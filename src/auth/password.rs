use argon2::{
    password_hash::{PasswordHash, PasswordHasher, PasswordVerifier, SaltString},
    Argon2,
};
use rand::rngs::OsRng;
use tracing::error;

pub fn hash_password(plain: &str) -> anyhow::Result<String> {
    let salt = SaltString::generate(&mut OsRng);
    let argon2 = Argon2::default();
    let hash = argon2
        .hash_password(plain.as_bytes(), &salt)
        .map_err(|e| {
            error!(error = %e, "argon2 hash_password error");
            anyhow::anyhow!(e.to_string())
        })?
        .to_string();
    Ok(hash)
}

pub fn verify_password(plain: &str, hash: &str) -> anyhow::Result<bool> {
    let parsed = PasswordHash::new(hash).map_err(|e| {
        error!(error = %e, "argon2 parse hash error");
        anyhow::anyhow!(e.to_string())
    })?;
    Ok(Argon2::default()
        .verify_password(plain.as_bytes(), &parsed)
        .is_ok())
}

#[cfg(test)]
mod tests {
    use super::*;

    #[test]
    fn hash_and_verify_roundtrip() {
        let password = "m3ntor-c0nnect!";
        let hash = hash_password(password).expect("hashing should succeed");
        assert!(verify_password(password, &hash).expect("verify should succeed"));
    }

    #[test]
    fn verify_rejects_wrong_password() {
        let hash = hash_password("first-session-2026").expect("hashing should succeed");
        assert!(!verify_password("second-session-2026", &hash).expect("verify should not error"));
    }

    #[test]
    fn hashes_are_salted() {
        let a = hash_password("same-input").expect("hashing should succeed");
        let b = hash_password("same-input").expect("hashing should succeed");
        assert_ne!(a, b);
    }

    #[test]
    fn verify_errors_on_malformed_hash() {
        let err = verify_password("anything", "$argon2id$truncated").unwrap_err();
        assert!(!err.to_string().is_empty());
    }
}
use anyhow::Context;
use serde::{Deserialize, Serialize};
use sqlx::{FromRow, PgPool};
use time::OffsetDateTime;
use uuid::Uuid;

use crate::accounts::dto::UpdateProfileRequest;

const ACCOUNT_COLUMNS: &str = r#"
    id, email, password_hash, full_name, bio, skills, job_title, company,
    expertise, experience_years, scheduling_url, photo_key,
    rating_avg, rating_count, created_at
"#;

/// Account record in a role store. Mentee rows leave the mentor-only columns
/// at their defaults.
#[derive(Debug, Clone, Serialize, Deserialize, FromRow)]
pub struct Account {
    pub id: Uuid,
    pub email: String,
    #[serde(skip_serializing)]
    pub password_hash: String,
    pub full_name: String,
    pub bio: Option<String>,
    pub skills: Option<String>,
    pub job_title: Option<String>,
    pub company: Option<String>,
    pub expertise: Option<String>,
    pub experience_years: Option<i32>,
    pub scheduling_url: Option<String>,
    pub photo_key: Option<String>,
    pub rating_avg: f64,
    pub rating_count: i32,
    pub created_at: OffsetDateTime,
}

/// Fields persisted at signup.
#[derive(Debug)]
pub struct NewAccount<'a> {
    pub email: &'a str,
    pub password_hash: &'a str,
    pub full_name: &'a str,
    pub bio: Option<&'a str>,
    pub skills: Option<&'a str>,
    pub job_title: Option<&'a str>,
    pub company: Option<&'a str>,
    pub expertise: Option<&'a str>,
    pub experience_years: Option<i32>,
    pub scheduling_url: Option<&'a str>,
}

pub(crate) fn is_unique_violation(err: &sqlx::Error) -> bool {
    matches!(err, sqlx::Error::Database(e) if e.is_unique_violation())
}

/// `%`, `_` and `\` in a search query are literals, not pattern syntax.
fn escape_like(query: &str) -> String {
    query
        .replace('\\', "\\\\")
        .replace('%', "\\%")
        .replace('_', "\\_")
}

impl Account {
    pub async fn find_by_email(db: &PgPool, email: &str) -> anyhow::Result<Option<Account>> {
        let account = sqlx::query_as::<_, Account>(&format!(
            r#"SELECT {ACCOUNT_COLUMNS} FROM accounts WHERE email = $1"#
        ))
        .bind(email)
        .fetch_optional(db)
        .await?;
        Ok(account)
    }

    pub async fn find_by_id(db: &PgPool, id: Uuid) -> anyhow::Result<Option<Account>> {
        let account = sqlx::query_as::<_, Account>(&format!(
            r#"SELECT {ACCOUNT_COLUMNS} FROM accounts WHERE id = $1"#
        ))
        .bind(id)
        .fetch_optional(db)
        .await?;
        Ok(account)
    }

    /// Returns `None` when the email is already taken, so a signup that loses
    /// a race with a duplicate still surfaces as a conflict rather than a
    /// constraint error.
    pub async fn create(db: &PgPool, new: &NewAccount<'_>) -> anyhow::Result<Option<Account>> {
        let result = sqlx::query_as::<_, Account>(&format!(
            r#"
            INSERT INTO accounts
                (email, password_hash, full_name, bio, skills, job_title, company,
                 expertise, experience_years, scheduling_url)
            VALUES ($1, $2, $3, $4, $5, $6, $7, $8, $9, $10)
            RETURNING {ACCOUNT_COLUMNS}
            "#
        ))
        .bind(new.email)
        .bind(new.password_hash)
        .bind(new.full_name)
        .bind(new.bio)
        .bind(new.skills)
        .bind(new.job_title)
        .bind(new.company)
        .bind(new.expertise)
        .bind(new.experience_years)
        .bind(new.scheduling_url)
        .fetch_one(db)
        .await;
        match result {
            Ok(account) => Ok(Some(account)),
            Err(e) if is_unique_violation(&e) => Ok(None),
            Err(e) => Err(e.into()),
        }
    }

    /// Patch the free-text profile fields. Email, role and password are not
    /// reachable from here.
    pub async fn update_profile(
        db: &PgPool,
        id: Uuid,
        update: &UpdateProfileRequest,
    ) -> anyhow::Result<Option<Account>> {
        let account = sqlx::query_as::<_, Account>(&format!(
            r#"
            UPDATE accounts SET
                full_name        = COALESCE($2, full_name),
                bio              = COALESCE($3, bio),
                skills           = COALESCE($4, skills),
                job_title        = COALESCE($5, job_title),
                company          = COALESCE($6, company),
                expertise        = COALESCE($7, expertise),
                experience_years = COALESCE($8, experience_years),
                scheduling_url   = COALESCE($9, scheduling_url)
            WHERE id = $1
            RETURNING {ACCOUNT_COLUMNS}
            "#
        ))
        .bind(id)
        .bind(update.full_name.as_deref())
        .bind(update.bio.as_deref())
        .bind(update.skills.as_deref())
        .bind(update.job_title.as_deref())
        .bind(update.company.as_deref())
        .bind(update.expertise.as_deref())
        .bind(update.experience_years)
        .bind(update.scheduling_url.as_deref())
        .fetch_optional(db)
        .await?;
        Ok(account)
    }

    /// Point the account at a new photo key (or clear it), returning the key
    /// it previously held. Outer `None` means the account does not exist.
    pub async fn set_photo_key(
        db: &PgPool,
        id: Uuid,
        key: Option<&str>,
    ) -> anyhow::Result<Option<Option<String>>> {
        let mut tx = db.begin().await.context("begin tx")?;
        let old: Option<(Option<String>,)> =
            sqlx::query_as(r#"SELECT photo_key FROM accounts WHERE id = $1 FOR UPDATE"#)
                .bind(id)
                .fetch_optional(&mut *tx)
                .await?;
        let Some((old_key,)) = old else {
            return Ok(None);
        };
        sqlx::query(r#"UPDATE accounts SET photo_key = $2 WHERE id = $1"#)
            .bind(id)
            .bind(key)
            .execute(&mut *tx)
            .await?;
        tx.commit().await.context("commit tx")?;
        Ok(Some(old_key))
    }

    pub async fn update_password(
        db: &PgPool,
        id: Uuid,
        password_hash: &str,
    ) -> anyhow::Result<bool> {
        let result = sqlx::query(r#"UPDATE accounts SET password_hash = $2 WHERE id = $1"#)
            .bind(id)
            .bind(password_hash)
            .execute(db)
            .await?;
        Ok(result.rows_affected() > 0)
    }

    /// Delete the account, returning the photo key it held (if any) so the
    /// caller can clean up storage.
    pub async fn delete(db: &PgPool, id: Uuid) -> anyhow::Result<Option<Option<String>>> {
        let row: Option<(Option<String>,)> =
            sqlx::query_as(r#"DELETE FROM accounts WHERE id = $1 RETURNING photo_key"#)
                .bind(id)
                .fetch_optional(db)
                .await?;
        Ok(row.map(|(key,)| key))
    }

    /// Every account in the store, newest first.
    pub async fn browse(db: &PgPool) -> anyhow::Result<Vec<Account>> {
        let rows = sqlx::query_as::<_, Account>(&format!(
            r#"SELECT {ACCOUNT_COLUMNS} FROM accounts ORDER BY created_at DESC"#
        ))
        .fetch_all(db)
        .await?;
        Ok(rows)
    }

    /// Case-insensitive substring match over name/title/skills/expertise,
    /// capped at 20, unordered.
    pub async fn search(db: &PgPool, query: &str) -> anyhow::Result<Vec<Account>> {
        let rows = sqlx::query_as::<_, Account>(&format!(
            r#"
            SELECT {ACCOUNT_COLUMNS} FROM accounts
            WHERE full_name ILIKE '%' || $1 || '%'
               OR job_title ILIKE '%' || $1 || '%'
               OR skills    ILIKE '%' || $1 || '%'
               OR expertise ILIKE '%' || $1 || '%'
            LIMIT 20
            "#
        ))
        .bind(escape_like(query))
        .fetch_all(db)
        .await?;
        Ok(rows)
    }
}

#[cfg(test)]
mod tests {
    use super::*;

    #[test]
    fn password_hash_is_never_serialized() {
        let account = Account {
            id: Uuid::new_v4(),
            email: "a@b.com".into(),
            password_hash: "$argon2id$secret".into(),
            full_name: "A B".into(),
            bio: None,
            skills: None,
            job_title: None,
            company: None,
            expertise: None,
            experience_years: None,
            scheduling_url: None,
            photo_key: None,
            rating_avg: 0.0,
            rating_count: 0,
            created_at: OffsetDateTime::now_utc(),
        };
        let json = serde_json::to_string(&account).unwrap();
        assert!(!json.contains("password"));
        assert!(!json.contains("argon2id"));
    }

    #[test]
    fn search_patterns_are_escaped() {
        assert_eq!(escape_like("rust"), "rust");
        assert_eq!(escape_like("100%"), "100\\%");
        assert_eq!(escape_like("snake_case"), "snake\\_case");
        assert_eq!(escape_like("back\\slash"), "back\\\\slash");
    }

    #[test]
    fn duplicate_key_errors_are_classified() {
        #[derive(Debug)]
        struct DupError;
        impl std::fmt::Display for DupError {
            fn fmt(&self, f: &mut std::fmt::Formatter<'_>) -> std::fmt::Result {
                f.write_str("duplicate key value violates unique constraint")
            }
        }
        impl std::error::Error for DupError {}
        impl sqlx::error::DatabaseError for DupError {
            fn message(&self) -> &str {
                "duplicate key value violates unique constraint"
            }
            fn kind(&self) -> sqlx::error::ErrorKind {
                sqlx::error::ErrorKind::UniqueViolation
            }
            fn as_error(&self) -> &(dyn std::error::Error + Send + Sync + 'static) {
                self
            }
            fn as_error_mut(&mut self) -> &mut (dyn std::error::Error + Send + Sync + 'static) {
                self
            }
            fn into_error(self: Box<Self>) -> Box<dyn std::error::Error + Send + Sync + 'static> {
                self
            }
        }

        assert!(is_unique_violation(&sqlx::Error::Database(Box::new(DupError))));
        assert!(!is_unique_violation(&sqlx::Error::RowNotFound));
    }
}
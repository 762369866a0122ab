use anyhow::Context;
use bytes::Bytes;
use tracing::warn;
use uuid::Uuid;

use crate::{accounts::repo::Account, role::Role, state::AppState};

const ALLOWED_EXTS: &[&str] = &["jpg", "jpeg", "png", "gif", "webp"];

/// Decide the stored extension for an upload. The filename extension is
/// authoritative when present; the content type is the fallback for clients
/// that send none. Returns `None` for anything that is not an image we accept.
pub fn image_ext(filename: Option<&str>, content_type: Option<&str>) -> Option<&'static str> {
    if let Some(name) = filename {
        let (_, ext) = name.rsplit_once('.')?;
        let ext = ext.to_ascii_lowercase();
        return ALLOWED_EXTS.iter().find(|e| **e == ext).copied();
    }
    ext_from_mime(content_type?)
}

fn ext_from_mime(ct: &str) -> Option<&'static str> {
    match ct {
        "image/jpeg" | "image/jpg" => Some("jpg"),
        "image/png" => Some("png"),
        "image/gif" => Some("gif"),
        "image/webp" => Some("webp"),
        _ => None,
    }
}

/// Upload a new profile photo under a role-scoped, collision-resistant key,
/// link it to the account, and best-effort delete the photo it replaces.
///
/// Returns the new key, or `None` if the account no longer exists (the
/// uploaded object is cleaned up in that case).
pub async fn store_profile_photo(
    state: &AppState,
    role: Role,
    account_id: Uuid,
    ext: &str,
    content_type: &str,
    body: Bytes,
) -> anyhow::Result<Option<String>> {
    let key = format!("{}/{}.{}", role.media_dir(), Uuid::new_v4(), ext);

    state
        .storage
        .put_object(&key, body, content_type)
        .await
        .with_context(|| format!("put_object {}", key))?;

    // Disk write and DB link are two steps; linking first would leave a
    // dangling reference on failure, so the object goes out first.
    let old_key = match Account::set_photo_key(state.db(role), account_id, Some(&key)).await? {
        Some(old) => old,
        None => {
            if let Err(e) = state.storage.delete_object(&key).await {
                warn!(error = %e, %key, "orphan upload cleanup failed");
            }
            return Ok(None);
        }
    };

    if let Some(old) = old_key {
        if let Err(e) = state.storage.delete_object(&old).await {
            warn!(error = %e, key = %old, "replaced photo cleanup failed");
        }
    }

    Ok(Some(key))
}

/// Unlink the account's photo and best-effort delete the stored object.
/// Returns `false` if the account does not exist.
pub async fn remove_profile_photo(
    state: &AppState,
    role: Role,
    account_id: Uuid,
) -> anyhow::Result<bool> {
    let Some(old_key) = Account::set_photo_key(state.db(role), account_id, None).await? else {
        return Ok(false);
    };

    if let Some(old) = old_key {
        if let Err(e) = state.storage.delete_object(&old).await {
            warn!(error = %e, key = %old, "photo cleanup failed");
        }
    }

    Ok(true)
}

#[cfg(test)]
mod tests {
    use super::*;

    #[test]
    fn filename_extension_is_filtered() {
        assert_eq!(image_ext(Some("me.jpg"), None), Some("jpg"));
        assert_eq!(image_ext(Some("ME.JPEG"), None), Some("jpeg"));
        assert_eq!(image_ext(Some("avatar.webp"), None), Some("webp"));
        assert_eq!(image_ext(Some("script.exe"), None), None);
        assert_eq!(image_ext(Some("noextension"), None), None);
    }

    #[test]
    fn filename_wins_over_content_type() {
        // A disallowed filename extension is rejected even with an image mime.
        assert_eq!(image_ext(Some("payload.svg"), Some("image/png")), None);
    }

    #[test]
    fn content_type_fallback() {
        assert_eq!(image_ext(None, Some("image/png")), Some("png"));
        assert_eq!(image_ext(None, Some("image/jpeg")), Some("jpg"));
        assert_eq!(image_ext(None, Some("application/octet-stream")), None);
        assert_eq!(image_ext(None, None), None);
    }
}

### Prompt
Without changing anything, quote the lines from the top of the data to the line that contains "let salt = SaltString::generate(&mut", including that line.

### Result of the task
filename src/auth/password.rs
use argon2::{
    password_hash::{PasswordHash, PasswordHasher, PasswordVerifier, SaltString},
    Argon2,
};
use rand::rngs::OsRng;
use tracing::error;

pub fn hash_password(plain: &str) -> anyhow::Result<String> {
    let salt = SaltString::generate(&mut OsRng);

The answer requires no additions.